Montclair plays an appearance in the book: when Schenone describes walking Lily in the park, she’s talking about Edgemont Memorial Park.
“People may have seen me around town with my unusual-looking dog,” she said with a laugh.
And while she refrained from animal advocacy while working on the book, she might volunteer at the Montclair Animal Shelter or with PAWS now that the book is out: “I absolutely do want to help.”
EXCERPT
Now here she was with us, living in a New York suburb where so many people venerated dogs. Though she was feared and unwanted at home, here she was seen as an exotic beauty. When we went out walking, cars would slow and heads turned to stare at her slim form and unusually elegant bearing. Everyone wanted to know what kind of dog she was.
“Oh so regal!”
“Look at that beautiful creature!”
“Did she race at the track?”
During her first weeks with us, Lily maintained a blank-faced caution. She flinched when we came close, and, when in doubt, she immediately dropped to the floor, one cheek down, waiting to be beaten. She seemed afraid of her food and crept toward her bowl cautiously, lest another dog might race in snarling and push her aside.

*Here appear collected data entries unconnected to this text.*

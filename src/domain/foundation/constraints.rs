//! ConstraintVector - immutable structured description of the project's situation.

use serde::{Deserialize, Serialize};

use super::{
    Budget, Consistency, DataComplexity, Dimension, Performance, Scale, TeamSkill, TimeToMarket,
};

/// The caller's project priorities across the seven fixed dimensions.
///
/// All seven fields are mandatory; the collecting collaborator supplies a
/// complete vector and serde rejects anything malformed before construction.
/// The vector is read-only once built: every analyzer borrows it and none
/// mutates it.
#[derive(Debug, Clone, Copy, PartialEq, Eq, Hash, Serialize, Deserialize)]
pub struct ConstraintVector {
    pub budget: Budget,
    #[serde(rename = "performance_priority")]
    pub performance: Performance,
    pub scale: Scale,
    pub team_skill: TeamSkill,
    pub time_to_market: TimeToMarket,
    pub data_complexity: DataComplexity,
    pub consistency: Consistency,
}

impl ConstraintVector {
    /// Creates a vector from all seven dimension values.
    #[allow(clippy::too_many_arguments)]
    pub fn new(
        budget: Budget,
        performance: Performance,
        scale: Scale,
        team_skill: TeamSkill,
        time_to_market: TimeToMarket,
        data_complexity: DataComplexity,
        consistency: Consistency,
    ) -> Self {
        Self {
            budget,
            performance,
            scale,
            team_skill,
            time_to_market,
            data_complexity,
            consistency,
        }
    }

    /// Returns the literal key of the value held by a dimension.
    pub fn value_of(&self, dimension: Dimension) -> &'static str {
        match dimension {
            Dimension::Budget => self.budget.key(),
            Dimension::PerformancePriority => self.performance.key(),
            Dimension::Scale => self.scale.key(),
            Dimension::TeamSkill => self.team_skill.key(),
            Dimension::TimeToMarket => self.time_to_market.key(),
            Dimension::DataComplexity => self.data_complexity.key(),
            Dimension::Consistency => self.consistency.key(),
        }
    }

    /// Iterates (dimension, literal value) pairs in canonical order.
    ///
    /// Used by the export artifact to echo the vector back verbatim.
    pub fn literal_values(&self) -> impl Iterator<Item = (Dimension, &'static str)> + '_ {
        Dimension::all().iter().map(|d| (*d, self.value_of(*d)))
    }
}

It wasn’t until we let her run that we understood her true nature. There was a double tennis court around the corner from our house, and the first time we snuck her in there and clinked the gate shut, everything changed. We took off her leash and watched Lily tear forth with a speed and form that astonished us. She was a cheetah dog and galloped in a broad circle around the courts, using a special mechanism for running known as the double suspension gallop, which meant she held herself in the air twice as long as other dogs, pumping her rear legs forward and then extending them back behind her, all in a single stride. The overwhelming effect was nothing short of flight. I understood then that she was more bird than dog, more air than earth.